=== Section Start ===

//! Mapping configuration: the XML document format a resource mapping is
//! loaded from, and the `load_xml` entry point.
//!
//! The wire format binds one resource name to a structural object class
//! set, a DN template, and an ordered list of attribute mappings. Each
//! attribute mapping is tagged with a `kind` attribute so the four
//! variants can share one element vocabulary:
//!
//! ```xml
//! <resourceMapping resourceName="User">
//!   <objectClass>inetOrgPerson</objectClass>
//!   <objectClass>organizationalPerson</objectClass>
//!   <dnTemplate>uid={uid},ou=people,dc=example,dc=com</dnTemplate>
//!   <attributeMapping kind="singularSimple" scimAttribute="userName"
//!                      ldapAttribute="uid" transformation="default"/>
//!   <attributeMapping kind="singularComplex" scimAttribute="name">
//!     <subAttribute name="familyName" ldapAttribute="sn" transformation="default"/>
//!     <subAttribute name="givenName" ldapAttribute="givenName" transformation="default"/>
//!   </attributeMapping>
//!   <attributeMapping kind="pluralSimple" scimAttribute="emails" defaultLdapAttribute="mail">
//!     <typeMapping type="work" ldapAttribute="mail"/>
//!     <typeMapping type="home" ldapAttribute="homeEmail"/>
//!   </attributeMapping>
//!   <attributeMapping kind="pluralComplex" scimAttribute="addresses">
//!     <canonicalGroup type="work">
//!       <subAttribute name="formatted" ldapAttribute="postalAddress" transformation="postalAddress"/>
//!     </canonicalGroup>
//!   </attributeMapping>
//! </resourceMapping>
//! ```

use crate::error::{GatewayError, Result};
use serde::Deserialize;

/// One `<subAttribute>` binding within a singular-complex mapping or a
/// plural-complex canonical value group.
#[derive(Debug, Clone, Deserialize)]
#[serde(rename_all = "camelCase")]
pub struct SubAttributeConfig {
    #[serde(rename = "@name")]
    pub name: String,
    #[serde(rename = "@ldapAttribute")]
    pub ldap_attribute: String,
    #[serde(rename = "@transformation")]
    pub transformation: String,
}

/// One `<typeMapping>` within a plural-simple mapping.
#[derive(Debug, Clone, Deserialize)]
#[serde(rename_all = "camelCase")]
pub struct TypeMappingConfig {
    #[serde(rename = "@type")]
    pub type_tag: String,
    #[serde(rename = "@ldapAttribute")]
    pub ldap_attribute: String,
}

/// One `<canonicalGroup>` within a plural-complex mapping.
#[derive(Debug, Clone, Deserialize)]
#[serde(rename_all = "camelCase")]
pub struct CanonicalGroupConfig {
    #[serde(rename = "@type")]
    pub type_tag: String,
    #[serde(default, rename = "subAttribute")]
    pub sub_attributes: Vec<SubAttributeConfig>,
}

/// One `<attributeMapping>` element, tagged by its `kind` attribute.
#[derive(Debug, Clone, Deserialize)]
#[serde(tag = "@kind", rename_all = "camelCase")]
pub enum AttributeMappingConfig {
    #[serde(rename_all = "camelCase")]
    SingularSimple {
        #[serde(rename = "@scimAttribute")]
        scim_attribute: String,
        #[serde(rename = "@ldapAttribute")]
        ldap_attribute: String,
        #[serde(rename = "@transformation")]
        transformation: String,
    },
    #[serde(rename_all = "camelCase")]
    SingularComplex {
        #[serde(rename = "@scimAttribute")]
        scim_attribute: String,
        #[serde(default, rename = "subAttribute")]
        sub_attributes: Vec<SubAttributeConfig>,
    },
    #[serde(rename_all = "camelCase")]
    PluralSimple {
        #[serde(rename = "@scimAttribute")]
        scim_attribute: String,
        #[serde(rename = "@defaultLdapAttribute")]
        default_ldap_attribute: Option<String>,
        #[serde(rename = "@transformation")]
        transformation: Option<String>,
        #[serde(default, rename = "typeMapping")]
        type_mappings: Vec<TypeMappingConfig>,
    },
    #[serde(rename_all = "camelCase")]
    PluralComplex {
        #[serde(rename = "@scimAttribute")]
        scim_attribute: String,
        #[serde(default, rename = "canonicalGroup")]
        canonical_groups: Vec<CanonicalGroupConfig>,
    },
}

impl AttributeMappingConfig {
    /// The SCIM attribute name this mapping binds, regardless of kind.
    pub fn scim_attribute(&self) -> &str {
        match self {
            AttributeMappingConfig::SingularSimple { scim_attribute, .. }
            | AttributeMappingConfig::SingularComplex { scim_attribute, .. }
            | AttributeMappingConfig::PluralSimple { scim_attribute, .. }
            | AttributeMappingConfig::PluralComplex { scim_attribute, .. } => scim_attribute,
        }
    }
}

/// The full configuration for one resource type.
#[derive(Debug, Clone, Deserialize)]
#[serde(rename_all = "camelCase")]
pub struct ResourceMappingConfig {
    #[serde(rename = "@resourceName")]
    pub resource_name: String,
    #[serde(default, rename = "objectClass")]
    pub object_classes: Vec<String>,
    pub dn_template: String,
    #[serde(default, rename = "attributeMapping")]
    pub attribute_mappings: Vec<AttributeMappingConfig>,
}

/// Parse a resource mapping configuration document.
///
/// Unknown transformation identifiers are not rejected here — they
/// surface as a `Config` error when [`super::attribute::AttributeMapper`]
/// construction resolves the transformation name, so the error carries
/// the context of which mapping referenced it.
pub fn load_xml(xml: &str) -> Result<ResourceMappingConfig> {
    quick_xml::de::from_str(xml)
        .map_err(|e| GatewayError::config(format!("mapping configuration: {e}")))
}

#[cfg(test)]
mod tests {
    use super::*;

    const SAMPLE: &str = r#"
<resourceMapping resourceName="User">
  <objectClass>inetOrgPerson</objectClass>
  <objectClass>organizationalPerson</objectClass>
  <dnTemplate>uid={uid},ou=people,dc=example,dc=com</dnTemplate>
  <attributeMapping kind="singularSimple" scimAttribute="userName" ldapAttribute="uid" transformation="default"/>
  <attributeMapping kind="pluralSimple" scimAttribute="emails" defaultLdapAttribute="mail">
    <typeMapping type="work" ldapAttribute="mail"/>
    <typeMapping type="home" ldapAttribute="homeEmail"/>
  </attributeMapping>
</resourceMapping>
"#;

    #[test]
    fn parses_resource_name_and_object_classes() {
        let config = load_xml(SAMPLE).unwrap();
        assert_eq!(config.resource_name, "User");
        assert_eq!(
            config.object_classes,
            vec!["inetOrgPerson", "organizationalPerson"]
        );
        assert_eq!(config.dn_template, "uid={uid},ou=people,dc=example,dc=com");
    }

    #[test]
    fn parses_attribute_mappings_in_declared_order() {
        let config = load_xml(SAMPLE).unwrap();
        assert_eq!(config.attribute_mappings.len(), 2);
        assert_eq!(config.attribute_mappings[0].scim_attribute(), "userName");
        assert_eq!(config.attribute_mappings[1].scim_attribute(), "emails");
        match &config.attribute_mappings[1] {
            AttributeMappingConfig::PluralSimple { type_mappings, .. } => {
                assert_eq!(type_mappings.len(), 2);
            }
            other => panic!("expected PluralSimple, got {other:?}"),
        }
    }

    #[test]
    fn malformed_xml_is_a_config_error() {
        let err = load_xml("<resourceMapping><unterminated>").unwrap_err();
        assert!(matches!(err, GatewayError::Config { .. }));
    }
}
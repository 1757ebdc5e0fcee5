// This file is part of LensKit.
// Copyright (C) 2018-2023 Boise State University.
// Copyright (C) 2023-2026 Drexel University.
// Licensed under the MIT license, see LICENSE.md for details.
// SPDX-License-Identifier: MIT

use log::*;
#[cfg(feature = "python")]
use pyo3::{exceptions::PyRuntimeError, prelude::*};
use rayon::{ThreadPool, ThreadPoolBuilder};

use crate::errors::{GraphError, Result};

#[cfg(feature = "python")]
#[pyfunction]
pub fn init_accel_pool(n_threads: usize) -> PyResult<()> {
    debug!(
        "initializing accelerator thread pool with {} threads",
        n_threads
    );
    ThreadPoolBuilder::new()
        .num_threads(n_threads)
        .build_global()
        .map_err(|_| PyErr::new::<PyRuntimeError, _>("Rayon initialization error"))
}

#[cfg(feature = "python")]
#[pyfunction]
pub fn thread_count() -> PyResult<usize> {
    Ok(rayon::current_num_threads())
}

/// Build the worker pool for one sweep.
///
/// With no explicit count, the pool is sized to the available hardware
/// parallelism. Work submitted with `install` has finished when `install`
/// returns; dropping the pool only signals its threads to exit.
pub fn sweep_pool(n_threads: Option<usize>) -> Result<ThreadPool> {
    let n = match n_threads {
        Some(n) => n,
        None => std::thread::available_parallelism()
            .map(|n| n.get())
            .unwrap_or(1),
    };
    debug!("starting sweep pool with {} threads", n);
    ThreadPoolBuilder::new()
        .num_threads(n)
        .thread_name(|i| format!("influence-sweep-{}", i))
        .build()
        .map_err(|e| GraphError::ThreadPool(e.to_string()))
}

#[test]
fn test_explicit_pool() {
    let pool = sweep_pool(Some(3)).expect("pool failed");
    assert_eq!(pool.current_num_threads(), 3);
}

#[test]
fn test_default_pool() {
    let pool = sweep_pool(None).expect("pool failed");
    assert!(pool.current_num_threads() >= 1);
}
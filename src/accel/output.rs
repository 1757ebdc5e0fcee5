// This file is part of LensKit.
// Copyright (C) 2018-2023 Boise State University.
// Copyright (C) 2023-2026 Drexel University.
// Licensed under the MIT license, see LICENSE.md for details.
// SPDX-License-Identifier: MIT

//! Writing sweep results to disk.
//!
//! The edge list is written as CSV with a `source,destination,weight`
//! header; the weight sample as bare values, one per line.

use std::{fs::File, io::Write, path::Path};

use arrow::csv::WriterBuilder;
use log::*;

use crate::{
    aggregate::{GraphSummary, InfluenceGraph, WeightSample},
    errors::{GraphError, Result},
};

/// Conventional name of the edge list file.
pub const EDGE_FILE: &str = "edges.csv";
/// Conventional location of the weight sample, one level above the working directory.
pub const WEIGHT_LIST_FILE: &str = "../weight_list.txt";

/// Write the graph's edges as CSV.
pub fn write_edges<W: Write>(out: W, graph: &InfluenceGraph) -> Result<()> {
    let batch = graph.to_record_batch()?;
    let mut writer = WriterBuilder::new().with_header(true).build(out);
    writer.write(&batch)?;
    Ok(())
}

/// Write the weight sample, one weight per line.
pub fn write_weights<W: Write>(out: W, sample: &WeightSample) -> Result<()> {
    let batch = sample.to_record_batch()?;
    let mut writer = WriterBuilder::new().with_header(false).build(out);
    writer.write(&batch)?;
    Ok(())
}

pub fn write_edges_file<P: AsRef<Path>>(path: P, graph: &InfluenceGraph) -> Result<()> {
    let path = path.as_ref();
    debug!("writing {} edges to {}", graph.edges.len(), path.display());
    let file = File::create(path).map_err(|e| GraphError::io(path, e))?;
    write_edges(file, graph)
}

pub fn write_weights_file<P: AsRef<Path>>(path: P, sample: &WeightSample) -> Result<()> {
    let path = path.as_ref();
    debug!(
        "writing {} sampled weights to {}",
        sample.weights.len(),
        path.display()
    );
    let file = File::create(path).map_err(|e| GraphError::io(path, e))?;
    write_weights(file, sample)
}

/// Write a run summary as JSON.
pub fn write_summary<P: AsRef<Path>>(path: P, summary: &GraphSummary) -> Result<()> {
    let path = path.as_ref();
    let file = File::create(path).map_err(|e| GraphError::io(path, e))?;
    serde_json::to_writer_pretty(file, summary).map_err(|e| GraphError::io(path, e.into()))
}

#[cfg(test)]
use crate::{
    aggregate::{merge_edges, merge_samples},
    sparse::WeightedCoordinate,
};

#[cfg(test)]
fn parse_edge_lines(text: &str) -> Vec<(u32, u32, f32)> {
    text.lines()
        .skip(1)
        .map(|l| {
            let f: Vec<&str> = l.split(',').collect();
            assert_eq!(f.len(), 3, "bad line {:?}", l);
            (
                f[0].parse().unwrap(),
                f[1].parse().unwrap(),
                f[2].parse().unwrap(),
            )
        })
        .collect()
}

#[test]
fn test_edge_csv() {
    let graph = merge_edges(
        vec![vec![
            WeightedCoordinate::new(0, 1, 0.5),
            WeightedCoordinate::new(1, 0, 2.0 / 3.0),
        ]],
        2,
    );
    let mut buf = Vec::new();
    write_edges(&mut buf, &graph).expect("write failed");
    let text = String::from_utf8(buf).expect("invalid utf8");

    assert_eq!(text.lines().next(), Some("source,destination,weight"));
    assert_eq!(
        parse_edge_lines(&text),
        vec![(0, 1, 0.5), (1, 0, 2.0 / 3.0)]
    );
}

#[test]
fn test_empty_edge_csv_has_header() {
    let graph = merge_edges(vec![], 3);
    let mut buf = Vec::new();
    write_edges(&mut buf, &graph).expect("write failed");
    let text = String::from_utf8(buf).expect("invalid utf8");
    assert_eq!(text.trim_end(), "source,destination,weight");
}

#[test]
fn test_weight_list() {
    let sample = merge_samples(vec![(4, vec![0.25, 1.0])], 3);
    let mut buf = Vec::new();
    write_weights(&mut buf, &sample).expect("write failed");
    let text = String::from_utf8(buf).expect("invalid utf8");
    let weights: Vec<f32> = text.lines().map(|l| l.parse().unwrap()).collect();
    assert_eq!(weights, vec![0.25, 1.0]);
}

#[test]
fn test_unwritable_destination() {
    let dir = tempfile::tempdir().expect("tempdir failed");
    let graph = merge_edges(vec![], 2);
    let res = write_edges_file(dir.path().join("missing").join(EDGE_FILE), &graph);
    assert!(matches!(res, Err(GraphError::Io { .. })));
}

#[test]
fn test_summary_file() {
    use crate::config::Mode;

    let dir = tempfile::tempdir().expect("tempdir failed");
    let path = dir.path().join("summary.json");
    let summary = GraphSummary {
        mode: Mode::GraphBuild,
        n_rows: 3,
        n_items: 2,
        n_entries: 4,
        n_threads: 1,
        edge_count: 4,
        density: 2.0,
        n_edges: Some(2),
        zero_out_degree: Some(0),
        zero_in_degree: Some(0),
        sampled_weights: None,
        weight_stats: None,
    };
    write_summary(&path, &summary).expect("write failed");
    let text = std::fs::read_to_string(&path).expect("read failed");
    let json: serde_json::Value = serde_json::from_str(&text).expect("invalid json");
    assert_eq!(json["mode"], "graph-build");
    assert_eq!(json["n_edges"], 2);
}
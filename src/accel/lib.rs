// This file is part of LensKit.
// Copyright (C) 2018-2023 Boise State University.
// Copyright (C) 2023-2026 Drexel University.
// Licensed under the MIT license, see LICENSE.md for details.
// SPDX-License-Identifier: MIT

//! Accelerated item influence graph construction.
//!
//! Items are linked by how much of one item's audience another item shares:
//! the directed weight `i → j` is the number of users the two items have in
//! common divided by the number of users of `j`.

#[cfg(feature = "python")]
use pyo3::prelude::*;

pub mod aggregate;
pub mod config;
pub mod data;
pub mod errors;
pub mod graph;
pub mod output;
pub mod parallel;
pub mod progress;
pub mod similarity;
pub mod sparse;

pub use aggregate::{density, GraphSummary, InfluenceGraph, WeightSample, WeightStats};
pub use config::{Mode, RunConfig};
pub use data::AdjacencyIndex;
pub use errors::{GraphError, Result};
pub use graph::{
    build_influence_graph, compute_influence_graph, compute_weight_sample, load_relation,
    sample_edge_weights, LoadedRelation,
};
pub use sparse::{parse_mtx, read_mtx, RelationDimensions, WeightedCoordinate};

/// Entry point for the accelerator module.
#[cfg(feature = "python")]
#[pymodule]
fn _accel(m: &Bound<'_, PyModule>) -> PyResult<()> {
    pyo3_log::init();
    graph::register_graph(m)?;

    m.add_function(wrap_pyfunction!(parallel::init_accel_pool, m)?)?;
    m.add_function(wrap_pyfunction!(parallel::thread_count, m)?)?;

    Ok(())
}
// This file is part of LensKit.
// Copyright (C) 2018-2023 Boise State University.
// Copyright (C) 2023-2026 Drexel University.
// Licensed under the MIT license, see LICENSE.md for details.
// SPDX-License-Identifier: MIT

//! Sparse relation support.

mod coo;
mod coord;
mod mtx;

pub use coo::{COOMatrix, COOMatrixBuilder};
pub use coord::{RelationDimensions, WeightedCoordinate};
pub use mtx::{parse_mtx, read_mtx};
pub(crate) use mtx::MAX_ITEMS;
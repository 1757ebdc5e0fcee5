// This file is part of LensKit.
// Copyright (C) 2018-2023 Boise State University.
// Copyright (C) 2023-2026 Drexel University.
// Licensed under the MIT license, see LICENSE.md for details.
// SPDX-License-Identifier: MIT

//! Python entry points for the influence graph.

use std::path::PathBuf;

use arrow::{array::RecordBatch, pyarrow::PyArrowType};
use log::*;
use numpy::PyArray1;
use pyo3::{exceptions::PyRuntimeError, prelude::*};

use crate::{
    aggregate::GraphSummary,
    config::{Mode, RunConfig},
    errors::GraphError,
    output::{write_edges_file, write_weights_file, EDGE_FILE, WEIGHT_LIST_FILE},
    progress::ProgressHandle,
};

use super::{compute_influence_graph, compute_weight_sample, load_relation};

/// Register the lenskit._accel.graph module
pub fn register_graph(parent: &Bound<'_, PyModule>) -> PyResult<()> {
    let graph = PyModule::new(parent.py(), "graph")?;
    parent.add_submodule(&graph)?;
    graph.add_function(wrap_pyfunction!(influence_edges, &graph)?)?;
    graph.add_function(wrap_pyfunction!(sample_weights, &graph)?)?;
    graph.add_function(wrap_pyfunction!(write_influence_graph, &graph)?)?;
    graph.add_function(wrap_pyfunction!(write_weight_sample, &graph)?)?;
    Ok(())
}

fn graph_config(threshold: f32, chunk_size: usize, n_threads: Option<usize>) -> PyResult<RunConfig> {
    let config = RunConfig {
        threshold,
        chunk_size,
        n_threads,
        ..RunConfig::for_mode(Mode::GraphBuild)
    };
    config.validate()?;
    Ok(config)
}

fn sample_config(
    stride: usize,
    offset: usize,
    chunk_size: usize,
    n_threads: Option<usize>,
) -> PyResult<RunConfig> {
    let config = RunConfig {
        sample_stride: stride,
        sample_offset: offset,
        chunk_size,
        n_threads,
        ..RunConfig::for_mode(Mode::Sampling)
    };
    config.validate()?;
    Ok(config)
}

fn summary_json(summary: &GraphSummary) -> PyResult<String> {
    serde_json::to_string(summary)
        .map_err(|e| PyRuntimeError::new_err(format!("cannot encode summary: {}", e)))
}

/// Compute the thresholded influence edges of a relation file.
///
/// Returns the edges as a record batch, with the directed edge count and density.
#[pyfunction]
#[pyo3(signature=(path, *, threshold=0.25, chunk_size=30, n_threads=None, progress=None))]
pub fn influence_edges<'py>(
    py: Python<'py>,
    path: PathBuf,
    threshold: f32,
    chunk_size: usize,
    n_threads: Option<usize>,
    progress: Option<Bound<'py, PyAny>>,
) -> PyResult<(PyArrowType<RecordBatch>, u64, f64)> {
    let config = graph_config(threshold, chunk_size, n_threads)?;
    let rel = py.detach(|| load_relation(&path))?;
    let pb = ProgressHandle::from_input(rel.index.len(), progress);

    let (graph, _n_threads) = py.detach(|| compute_influence_graph(&rel.index, &config, &pb))?;
    let batch = graph.to_record_batch().map_err(GraphError::from)?;
    Ok((batch.into(), graph.edge_count, graph.density))
}

/// Sample pair weights of a relation file.
///
/// Returns the weight sample, with the directed edge count and density.
#[pyfunction]
#[pyo3(signature=(path, *, stride=500, offset=250, chunk_size=100, n_threads=None, progress=None))]
pub fn sample_weights<'py>(
    py: Python<'py>,
    path: PathBuf,
    stride: usize,
    offset: usize,
    chunk_size: usize,
    n_threads: Option<usize>,
    progress: Option<Bound<'py, PyAny>>,
) -> PyResult<(Bound<'py, PyArray1<f32>>, u64, f64)> {
    let config = sample_config(stride, offset, chunk_size, n_threads)?;
    let rel = py.detach(|| load_relation(&path))?;
    let pb = ProgressHandle::from_input(rel.index.len(), progress);

    let (sample, _n_threads) = py.detach(|| compute_weight_sample(&rel.index, &config, &pb))?;
    let (edge_count, density) = (sample.edge_count, sample.density);
    Ok((PyArray1::from_vec(py, sample.weights), edge_count, density))
}

/// Build the influence graph of a relation file and write it as CSV.
///
/// The output defaults to `edges.csv` in the working directory. Returns the
/// run summary as JSON.
#[pyfunction]
#[pyo3(signature=(path, output=None, *, threshold=0.25, chunk_size=30, n_threads=None, progress=None))]
pub fn write_influence_graph<'py>(
    py: Python<'py>,
    path: PathBuf,
    output: Option<PathBuf>,
    threshold: f32,
    chunk_size: usize,
    n_threads: Option<usize>,
    progress: Option<Bound<'py, PyAny>>,
) -> PyResult<String> {
    let config = graph_config(threshold, chunk_size, n_threads)?;
    let output = output.unwrap_or_else(|| PathBuf::from(EDGE_FILE));
    let rel = py.detach(|| load_relation(&path))?;
    let pb = ProgressHandle::from_input(rel.index.len(), progress);

    let summary = py.detach(|| {
        let (graph, n_threads) = compute_influence_graph(&rel.index, &config, &pb)?;
        write_edges_file(&output, &graph)?;
        Ok::<_, GraphError>(GraphSummary::for_graph(&rel.dims, &graph, n_threads))
    })?;
    debug!("wrote influence graph to {}", output.display());
    summary_json(&summary)
}

/// Sample pair weights of a relation file and write the sample.
///
/// The output defaults to `../weight_list.txt`. Returns the run summary as JSON.
#[pyfunction]
#[pyo3(signature=(path, output=None, *, stride=500, offset=250, chunk_size=100, n_threads=None, progress=None))]
pub fn write_weight_sample<'py>(
    py: Python<'py>,
    path: PathBuf,
    output: Option<PathBuf>,
    stride: usize,
    offset: usize,
    chunk_size: usize,
    n_threads: Option<usize>,
    progress: Option<Bound<'py, PyAny>>,
) -> PyResult<String> {
    let config = sample_config(stride, offset, chunk_size, n_threads)?;
    let output = output.unwrap_or_else(|| PathBuf::from(WEIGHT_LIST_FILE));
    let rel = py.detach(|| load_relation(&path))?;
    let pb = ProgressHandle::from_input(rel.index.len(), progress);

    let summary = py.detach(|| {
        let (sample, n_threads) = compute_weight_sample(&rel.index, &config, &pb)?;
        write_weights_file(&output, &sample)?;
        Ok::<_, GraphError>(GraphSummary::for_sample(&rel.dims, &sample, n_threads))
    })?;
    debug!("wrote weight sample to {}", output.display());
    summary_json(&summary)
}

=== Section End ===

Task prompt :: What are the exact lines from the beginning of the material through the line containing "attribute mappings. Each"? Write out those lines alone.

Solution to this task ::
//! Mapping configuration: the XML document format a resource mapping is
//! loaded from, and the `load_xml` entry point.
//!
//! The wire format binds one resource name to a structural object class
//! set, a DN template, and an ordered list of attribute mappings. Each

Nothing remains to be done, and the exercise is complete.